Point of Origin
Point of Origin
Lindsay Hasluck’s Review
This book offers a new interpretation of the world’s oldest and most important megalithic site, Gobekli Tepe in Turkey. Scranton’s brilliant research takes us back in time through the shared roots of early language. From his study of the Dogon tribal language and symbolism in Mali, Africa, he reveals the ancient connections between Dogon, Ancient Egyptian, Indian and Tibetan cultures and religions. Given that the Dogon culture holds modern scientific knowledge in their ancient cosmological symbolism that explains the birth and construction of the universe, Scranton makes a comparative analysis and applies it to the ancient Gobekli Tepe stone arrangements. Anyone studying the pre-literate past must ultimately rely on deductive reasoning and human logic to see through the mists of time, but what the author finds will leave you awake at night, pondering.
Scranton forges a path 12000 years into the past through seeking an answer to the role of Gobekli Tepe. Analysingancient texts, architecture and cosmological belief systems, he finds that the site was more than a collection of temples. He sees it instead as having had a fundamental role as a site of education: instruction in the techniques of civilisationintroduced in the neolithic period, such as agriculture, stone working, construction, ceramics and religion. But who were the teachers? And who were the students?
Scranton raises some interesting new questions and provides some possible answers. His book is for anyone seeking esoteric knowledge through factual interpretations. If you have read the Bible, Vedic literature, Buddhist texts and more, you have may have wondered why similarities in their cosmologies appear to exist. Scranton has a tenable argument for the shared root of all these cultures, and perhaps even globally.
Nor does he rely on the grand leaps of faith required by other writers’ interpretations of Gobekli Tepe. Instead, he argues that if the seemingly impossible is the only remaining answer, then it must be correct, no matter how improbable and unorthodox it seems. Along the way, the reader learns about the complexities of the birth of language and symbolism in the old world, and finds that much of it still remains in the shadows of the English language itself.
Available by order only.
Publisher’s Review
Reveals Gobekli Tepe as a center of civilizing knowledge for the ancient world:
• Details how symbolic elements at Gobekli Tepe link a pre-Vedic cult in India to cosmological myths and traditions in Africa, Egypt, Tibet, and China
• Discusses how carved animal images at Gobekli Tepe relate to stages of creation and provide an archaic foundation for symbolic written language
• Defines how classical elements of ancient Egyptian myth and religion characterize an archaic cosmological tradition that links ancestrally back to Gobekli Tepe
How could multiple ancient cultures, spanning both years and geography, have strikingly similar creation myths and cosmologies? Why do the Dogon of Africa and the civilizations of ancient Egypt, India, Tibet, and China share sacred words and symbols? Revealing the existence of a long-forgotten primal culture and the world’s first center of higher learning, Laird Scranton shows how the sophisticated complex at Gobekli Tepe in Turkey is the definitive point of origin from which all the great civilizations of the past inherited their cosmology, esoteric teachings, and civilizing skills, such as agriculture, metallurgy, and stone masonry, fully developed.

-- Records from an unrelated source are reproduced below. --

impl<C: ChainRpc> Orchestrator<C> {
    pub fn new(api: RewardsApi, tx: TxBuilder<C>, settings: OrchestratorSettings) -> Self {
        Self { api, tx, settings }
    }

    pub fn address(&self) -> Address {
        self.tx.address()
    }

    pub fn settings(&self) -> &OrchestratorSettings {
        &self.settings
    }

    /// Sign the login message and exchange it for a session.
    pub async fn authenticate(&self) -> Result<Session, AuthError> {
        let address = self.address();
        tracing::info!(address = %mask_address(&address), "Logging in");

        let signature = self
            .tx
            .wallet()
            .login_signature()
            .await
            .map_err(AuthError::Signing)?;

        let session = self
            .api
            .login(address, &signature)
            .await
            .map_err(AuthError::Rejected)?;

        tracing::info!(outcome = "success", "Login successful");
        Ok(session)
    }

    /// Accumulated points; 0 when the query fails.
    pub async fn fetch_points(&self, session: &mut Session) -> u64 {
        tracing::info!(address = %mask_address(&session.address()), "Getting points");
        match self.api.profile(session).await {
            Ok(profile) => {
                session.points = profile.user_info.total_points;
                metrics::record_points(session.points);
                tracing::info!(points = session.points, "Total points");
                session.points
            }
            Err(e) => {
                tracing::error!(error = %e, "Failed to get points");
                0
            }
        }
    }

    /// Daily check-in. A second call on the same day comes back as
    /// [`ApiError::Rejected`].
    pub async fn check_in(&self, session: &Session) -> Result<(), ApiError> {
        tracing::info!("Performing daily check-in");
        match self.api.check_in(session).await {
            Ok(()) => {
                tracing::info!(outcome = "success", "Check-in successful");
                Ok(())
            }
            Err(e) => {
                tracing::error!(error = %e, "Check-in failed");
                Err(e)
            }
        }
    }

    pub async fn faucet_status(&self, session: &Session) -> Result<FaucetStatus, ApiError> {
        tracing::info!("Checking faucet status");
        let status: FaucetStatus = self
            .api
            .faucet_status(session)
            .await
            .inspect_err(|e| tracing::error!(error = %e, "Failed to check faucet status"))?
            .into();

        if status.available {
            tracing::info!("Faucet is available for claim");
        } else {
            tracing::warn!(
                next_claim_in = %status.remaining(unix_now()),
                "Faucet not ready"
            );
        }
        Ok(status)
    }

    /// Claim the faucet, but only after the status endpoint says it is open.
    ///
    /// An API rejection of the claim itself is returned as an error and
    /// should be treated like ineligibility.
    pub async fn claim_faucet(&self, session: &Session) -> Result<ClaimOutcome, ApiError> {
        let status = self.faucet_status(session).await?;
        if !status.available {
            return Ok(ClaimOutcome::NotEligible(status));
        }

        tracing::info!("Claiming faucet");
        match self.api.claim_faucet(session).await {
            Ok(()) => {
                tracing::info!(outcome = "success", "Faucet claimed successfully");
                Ok(ClaimOutcome::Claimed)
            }
            Err(e) => {
                tracing::error!(error = %e, "Failed to claim faucet");
                Err(e)
            }
        }
    }

    /// Check in, then refresh `session.points` when the check-in went through.
    pub async fn check_in_and_refresh(&self, session: &mut Session) -> Result<u64, ApiError> {
        self.check_in(session).await?;
        Ok(self.fetch_points(session).await)
    }

    /// Claim the faucet, then refresh `session.points` when something was claimed.
    pub async fn claim_faucet_and_refresh(
        &self,
        session: &mut Session,
    ) -> Result<ClaimOutcome, ApiError> {
        let outcome = self.claim_faucet(session).await?;
        if outcome == ClaimOutcome::Claimed {
            self.fetch_points(session).await;
        }
        Ok(outcome)
    }

    /// Send a random amount from `range` to `target` and wait for the receipt.
    pub async fn transfer(
        &self,
        target: Address,
        range: &AmountRange,
    ) -> Result<ConfirmedTx, ActionError> {
        let amount = range.sample(&mut rand::thread_rng());
        let result = self.transfer_exact(target, amount).await;
        log_action("transfer", amount, &result);
        result
    }

    async fn transfer_exact(&self, target: Address, amount: U256) -> Result<ConfirmedTx, ActionError> {
        let available = self.tx.native_balance().await?;
        ensure_covers(amount, available)?;

        let request = TxBuilder::<C>::transfer_request(target, amount);
        let receipt = self
            .tx
            .send_and_confirm(request, self.settings.transfer_gas_limit)
            .await?;
        Ok(ConfirmedTx::from_receipt(receipt))
    }

    /// Convert `amount` of native currency into the wrapped token.
    pub async fn wrap(&self, amount: U256) -> Result<ConfirmedTx, ActionError> {
        let result = async {
            let available = self.tx.native_balance().await?;
            ensure_covers(amount, available)?;

            let request = TxBuilder::<C>::deposit_request(self.settings.wrapped_token, amount);
            let receipt = self
                .tx
                .send_and_confirm(request, self.settings.contract_gas_limit)
                .await?;
            Ok::<_, ActionError>(ConfirmedTx::from_receipt(receipt))
        }
        .await;

        log_action("wrap", amount, &result);
        result
    }

    /// Convert `amount` of the wrapped token back into native currency.
    pub async fn unwrap(&self, amount: U256) -> Result<ConfirmedTx, ActionError> {
        let token = self.settings.wrapped_token;
        let result = async {
            let available = self.tx.token_balance(token).await?;
            ensure_covers(amount, available)?;

            let request = TxBuilder::<C>::withdraw_request(token, amount);
            let receipt = self
                .tx
                .send_and_confirm(request, self.settings.contract_gas_limit)
                .await?;
            Ok::<_, ActionError>(ConfirmedTx::from_receipt(receipt))
        }
        .await;

        log_action("unwrap", amount, &result);
        result
    }

    /// Submit proof of a confirmed on-chain action.
    pub async fn verify_task(
        &self,
        session: &Session,
        task_id: u64,
        tx: &ConfirmedTx,
    ) -> Result<String, ApiError> {
        tracing::info!(task_id, hash = %short_hash(&tx.hash), "Verifying task");
        match self.api.verify_task(session, task_id, tx.hash).await {
            Ok(msg) => {
                tracing::info!(outcome = "success", task_id, msg = %msg, "Task verification successful");
                Ok(msg)
            }
            Err(e) => {
                tracing::error!(task_id, error = %e, "Task verification failed");
                Err(e)
            }
        }
    }

    /// Wrap then unwrap a random small amount, `iterations` times.
    ///
    /// A failing iteration is logged and the next one starts.
    pub async fn run_swap_sequence(&self, iterations: u32) -> SequenceReport {
        let mut report = SequenceReport::default();

        if let Ok(balance) = self.tx.native_balance().await {
            tracing::info!(balance = %format_ether(balance), "Current balance (PHRS)");
        }

        for i in 1..=iterations {
            report.attempted += 1;
            let amount = self.settings.swap_amount.sample(&mut rand::thread_rng());
            tracing::info!(swap = i, total = iterations, amount = %format_ether(amount), "Performing swap");

            match self.wrap(amount).await {
                Ok(_) => {}
                Err(ActionError::InsufficientBalance { .. }) => {
                    tracing::warn!(swap = i, "Skipping swap");
                    report.skipped += 1;
                    continue;
                }
                Err(_) => {
                    tracing::error!(swap = i, "Failed to wrap for swap");
                    report.failed += 1;
                    continue;
                }
            }

            sleep(self.settings.step_delay).await;

            if self.unwrap(amount).await.is_err() {
                tracing::error!(swap = i, "Failed to unwrap for swap");
                report.failed += 1;
                continue;
            }

            report.completed += 1;
            tracing::info!(outcome = "success", swap = i, total = iterations, "Completed swap");

            if i < iterations {
                sleep(self.settings.step_delay).await;
            }
        }

        log_report("swap", &report);
        report
    }

    /// Self-transfer a random small amount and verify the send task for it,
    /// `iterations` times.
    pub async fn run_transfer_task_sequence(
        &self,
        session: &Session,
        iterations: u32,
    ) -> SequenceReport {
        let mut report = SequenceReport::default();
        let own_address = self.address();

        for i in 1..=iterations {
            report.attempted += 1;
            tracing::info!(transfer = i, total = iterations, "Performing transfer");

            let confirmed = match self.transfer(own_address, &self.settings.transfer_amount).await {
                Ok(confirmed) => confirmed,
                Err(ActionError::InsufficientBalance { .. }) => {
                    report.skipped += 1;
                    continue;
                }
                Err(_) => {
                    tracing::error!(transfer = i, "Failed to transfer");
                    report.failed += 1;
                    continue;
                }
            };
            report.completed += 1;

            sleep(self.settings.step_delay).await;

            match self
                .verify_task(session, self.settings.send_task_id, &confirmed)
                .await
            {
                Ok(_) => report.verified += 1,
                Err(_) => report.failed += 1,
            }

            if i < iterations {
                sleep(self.settings.step_delay).await;
            }
        }

        log_report("transfer", &report);
        report
    }

    /// Native and wrapped balances, formatted for display.
    pub async fn balances(&self) -> Result<(String, String), ActionError> {
        let token = self.settings.wrapped_token;
        let native = self.tx.native_balance().await?;
        let wrapped = self.tx.token_balance(token).await?;
        let decimals = self.tx.token_decimals(token).await?;
        let wrapped = format_units(wrapped, decimals)
            .map_err(|e| BlockchainError::Decode(e.to_string()))?;
        Ok((format_ether(native), wrapped))
    }
}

Scranton explains how the carved images on Gobekli Tepe’s stone pillars were the precursors to the sacred symbols of the Dogon, Egyptians, Tibetans, and Chinese as well as the matriarchal Sakti cult of ancient Iran and India. He identifies Gobekli Tepe as a remote mountain sanctuary of higher knowledge alluded to in Sakti myth, named like an important temple in Egypt, and defined in ancient Buddhist tradition as Vulture Peak. Scranton reveals how Gobekli Tepe’s enigmatic “H” carvings and animal symbolism, symbolic of stages of creation, was presented as a kind of prototype of written language accessible to the hunter-gathers who inhabited the region. He shows how the myths and deities of many ancient cultures are connected linguistically, extending even to the name of Gobekli Tepe and the Egyptian concept of Zep Tepi, the mythical age of the “First Time.”
Identifying Gobekli Tepe not only as the first university but also as the first temple, perhaps built as a civilizing exercise, Scranton definitively places this enigmatic archaeological site at the point of origin of civilization, religion, and ancient science.